BEGIN Dataset excerpts

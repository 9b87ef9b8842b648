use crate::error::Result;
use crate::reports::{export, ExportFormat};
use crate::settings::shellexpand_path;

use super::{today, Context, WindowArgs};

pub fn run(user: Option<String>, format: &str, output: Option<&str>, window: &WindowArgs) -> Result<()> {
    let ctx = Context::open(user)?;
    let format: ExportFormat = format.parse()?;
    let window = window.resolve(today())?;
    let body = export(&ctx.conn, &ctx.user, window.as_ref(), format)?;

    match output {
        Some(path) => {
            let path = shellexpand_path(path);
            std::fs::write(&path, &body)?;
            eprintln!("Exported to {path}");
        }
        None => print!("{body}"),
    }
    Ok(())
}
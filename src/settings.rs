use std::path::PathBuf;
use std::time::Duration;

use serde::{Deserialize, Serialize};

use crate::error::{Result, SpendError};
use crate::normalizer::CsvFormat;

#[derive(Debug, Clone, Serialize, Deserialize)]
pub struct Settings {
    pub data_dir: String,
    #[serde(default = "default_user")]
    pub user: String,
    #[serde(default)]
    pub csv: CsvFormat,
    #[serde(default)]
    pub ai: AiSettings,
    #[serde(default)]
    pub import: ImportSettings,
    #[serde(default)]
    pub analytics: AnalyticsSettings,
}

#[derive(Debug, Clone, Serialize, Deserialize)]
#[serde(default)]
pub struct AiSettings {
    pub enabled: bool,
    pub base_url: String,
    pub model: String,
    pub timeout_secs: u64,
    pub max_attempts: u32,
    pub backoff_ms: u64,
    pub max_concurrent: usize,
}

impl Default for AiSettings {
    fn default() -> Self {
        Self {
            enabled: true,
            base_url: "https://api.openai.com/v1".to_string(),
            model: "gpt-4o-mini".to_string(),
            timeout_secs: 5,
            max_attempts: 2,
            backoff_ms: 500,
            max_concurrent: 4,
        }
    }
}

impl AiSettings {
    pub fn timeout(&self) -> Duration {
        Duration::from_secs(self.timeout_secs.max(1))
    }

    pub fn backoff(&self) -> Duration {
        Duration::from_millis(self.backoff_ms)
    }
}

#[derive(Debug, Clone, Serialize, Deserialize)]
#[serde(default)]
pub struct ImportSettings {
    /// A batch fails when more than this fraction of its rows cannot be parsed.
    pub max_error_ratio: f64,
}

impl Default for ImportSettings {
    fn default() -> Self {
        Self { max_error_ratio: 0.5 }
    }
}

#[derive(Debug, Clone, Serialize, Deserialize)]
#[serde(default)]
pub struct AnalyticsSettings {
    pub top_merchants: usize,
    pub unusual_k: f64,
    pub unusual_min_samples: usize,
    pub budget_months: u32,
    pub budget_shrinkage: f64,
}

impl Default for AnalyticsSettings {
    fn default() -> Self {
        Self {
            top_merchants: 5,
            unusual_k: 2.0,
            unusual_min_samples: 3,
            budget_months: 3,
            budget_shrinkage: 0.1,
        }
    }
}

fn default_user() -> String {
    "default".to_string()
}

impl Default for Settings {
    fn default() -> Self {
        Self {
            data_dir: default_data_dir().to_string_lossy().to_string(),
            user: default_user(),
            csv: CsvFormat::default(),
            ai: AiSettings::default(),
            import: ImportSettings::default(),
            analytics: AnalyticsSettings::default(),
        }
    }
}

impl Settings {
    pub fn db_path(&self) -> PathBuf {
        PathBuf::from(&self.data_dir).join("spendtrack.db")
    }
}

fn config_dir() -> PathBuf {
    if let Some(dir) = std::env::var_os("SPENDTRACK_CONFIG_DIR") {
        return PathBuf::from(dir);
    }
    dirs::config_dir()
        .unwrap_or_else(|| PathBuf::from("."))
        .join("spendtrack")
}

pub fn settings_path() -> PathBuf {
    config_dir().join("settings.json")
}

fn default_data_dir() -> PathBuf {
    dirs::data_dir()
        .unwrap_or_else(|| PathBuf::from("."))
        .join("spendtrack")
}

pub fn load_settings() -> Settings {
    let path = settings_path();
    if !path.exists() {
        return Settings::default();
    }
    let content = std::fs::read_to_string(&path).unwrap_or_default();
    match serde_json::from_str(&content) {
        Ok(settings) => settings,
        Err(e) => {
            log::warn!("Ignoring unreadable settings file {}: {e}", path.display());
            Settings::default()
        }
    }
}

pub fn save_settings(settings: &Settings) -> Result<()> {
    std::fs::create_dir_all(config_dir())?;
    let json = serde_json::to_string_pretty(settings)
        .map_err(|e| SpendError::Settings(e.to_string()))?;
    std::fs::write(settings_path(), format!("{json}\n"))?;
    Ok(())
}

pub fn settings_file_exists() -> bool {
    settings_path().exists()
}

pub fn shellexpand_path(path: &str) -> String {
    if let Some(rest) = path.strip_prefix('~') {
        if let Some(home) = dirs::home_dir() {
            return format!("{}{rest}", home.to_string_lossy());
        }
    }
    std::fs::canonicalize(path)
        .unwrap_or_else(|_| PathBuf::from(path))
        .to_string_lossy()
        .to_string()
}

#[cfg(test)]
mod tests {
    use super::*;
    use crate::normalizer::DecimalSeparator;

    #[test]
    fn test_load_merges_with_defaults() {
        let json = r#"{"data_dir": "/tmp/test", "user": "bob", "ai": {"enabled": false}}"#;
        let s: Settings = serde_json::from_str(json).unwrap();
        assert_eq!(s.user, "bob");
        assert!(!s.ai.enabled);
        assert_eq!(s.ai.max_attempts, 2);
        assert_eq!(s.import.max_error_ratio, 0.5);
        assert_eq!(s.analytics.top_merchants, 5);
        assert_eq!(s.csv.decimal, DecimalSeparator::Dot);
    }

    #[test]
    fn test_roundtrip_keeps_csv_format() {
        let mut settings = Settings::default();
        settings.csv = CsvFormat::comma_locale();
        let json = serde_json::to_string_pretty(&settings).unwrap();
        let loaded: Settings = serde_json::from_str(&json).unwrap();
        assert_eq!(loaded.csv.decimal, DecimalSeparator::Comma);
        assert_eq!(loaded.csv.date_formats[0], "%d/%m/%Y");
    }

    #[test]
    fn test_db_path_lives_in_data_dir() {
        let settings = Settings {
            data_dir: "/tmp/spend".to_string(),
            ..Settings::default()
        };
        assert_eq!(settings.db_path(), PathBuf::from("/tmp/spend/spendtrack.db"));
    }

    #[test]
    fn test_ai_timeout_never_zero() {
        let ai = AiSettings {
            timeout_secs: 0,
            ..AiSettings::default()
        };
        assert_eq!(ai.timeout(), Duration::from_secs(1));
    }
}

END Dataset excerpts

*Task goal:* Print, unaltered, every line from the beginning of the material down to the line with "let path = shellexpand_path(path);".

*Result of the exercise:*
repository 9b87ef9b8842b648
use crate::error::Result;
use crate::reports::{export, ExportFormat};
use crate::settings::shellexpand_path;

use super::{today, Context, WindowArgs};

pub fn run(user: Option<String>, format: &str, output: Option<&str>, window: &WindowArgs) -> Result<()> {
    let ctx = Context::open(user)?;
    let format: ExportFormat = format.parse()?;
    let window = window.resolve(today())?;
    let body = export(&ctx.conn, &ctx.user, window.as_ref(), format)?;

    match output {
        Some(path) => {
            let path = shellexpand_path(path);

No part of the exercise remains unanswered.